*** Block opens ***
//! Paths of the `/api/v1.0` endpoints consumed by the map layers.

use crate::map::{LayerType, Quantum};

pub const API_PREFIX: &str = "/api/v1.0";

pub fn datasets(layer_type: &LayerType) -> String {
    format!("{}/datasets/?envType={}", API_PREFIX, layer_type)
}

pub fn variables(dataset: &str, layer_type: &LayerType) -> String {
    format!(
        "{}/variables/?dataset={}&envType={}",
        API_PREFIX, dataset, layer_type
    )
}

pub fn depths(dataset: &str, variable: &str) -> String {
    format!("{}/depth/?dataset={}&variable={}", API_PREFIX, dataset, variable)
}

pub fn colourmaps() -> String {
    format!("{}/colormaps/", API_PREFIX)
}

pub fn timestamps(dataset: &str, quantum: Quantum) -> String {
    format!(
        "{}/timestamps/?dataset={}&quantum={}",
        API_PREFIX, dataset, quantum
    )
}

/// Join an endpoint path onto a server base URL ("" keeps it relative).
pub fn join(base_url: &str, path: &str) -> String {
    format!("{}{}", base_url.trim_end_matches('/'), path)
}

#[cfg(test)]
mod tests {
    use super::*;

    #[test]
    fn test_metadata_paths() {
        let ocean = LayerType::from("ocean");
        assert_eq!(datasets(&ocean), "/api/v1.0/datasets/?envType=ocean");
        assert_eq!(
            variables("giops", &ocean),
            "/api/v1.0/variables/?dataset=giops&envType=ocean"
        );
        assert_eq!(
            depths("giops", "votemper"),
            "/api/v1.0/depth/?dataset=giops&variable=votemper"
        );
        assert_eq!(
            timestamps("giops", Quantum::Day),
            "/api/v1.0/timestamps/?dataset=giops&quantum=day"
        );
    }

    #[test]
    fn test_join_trims_trailing_slash() {
        assert_eq!(
            join("http://localhost:5000/", &colourmaps()),
            "http://localhost:5000/api/v1.0/colormaps/"
        );
        assert_eq!(join("", "/api/v1.0/colormaps/"), "/api/v1.0/colormaps/");
    }
}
*** Block closes ***
- [Problem] Return only the lines spanning from the first line of the material through the line with "keeps it relative).", copied exactly, both ends kept.

- [Exercise solution]
//! Paths of the `/api/v1.0` endpoints consumed by the map layers.

use crate::map::{LayerType, Quantum};

pub const API_PREFIX: &str = "/api/v1.0";

pub fn datasets(layer_type: &LayerType) -> String {
    format!("{}/datasets/?envType={}", API_PREFIX, layer_type)
}

pub fn variables(dataset: &str, layer_type: &LayerType) -> String {
    format!(
        "{}/variables/?dataset={}&envType={}",
        API_PREFIX, dataset, layer_type
    )
}

pub fn depths(dataset: &str, variable: &str) -> String {
    format!("{}/depth/?dataset={}&variable={}", API_PREFIX, dataset, variable)
}

pub fn colourmaps() -> String {
    format!("{}/colormaps/", API_PREFIX)
}

pub fn timestamps(dataset: &str, quantum: Quantum) -> String {
    format!(
        "{}/timestamps/?dataset={}&quantum={}",
        API_PREFIX, dataset, quantum
    )
}

/// Join an endpoint path onto a server base URL ("" keeps it relative).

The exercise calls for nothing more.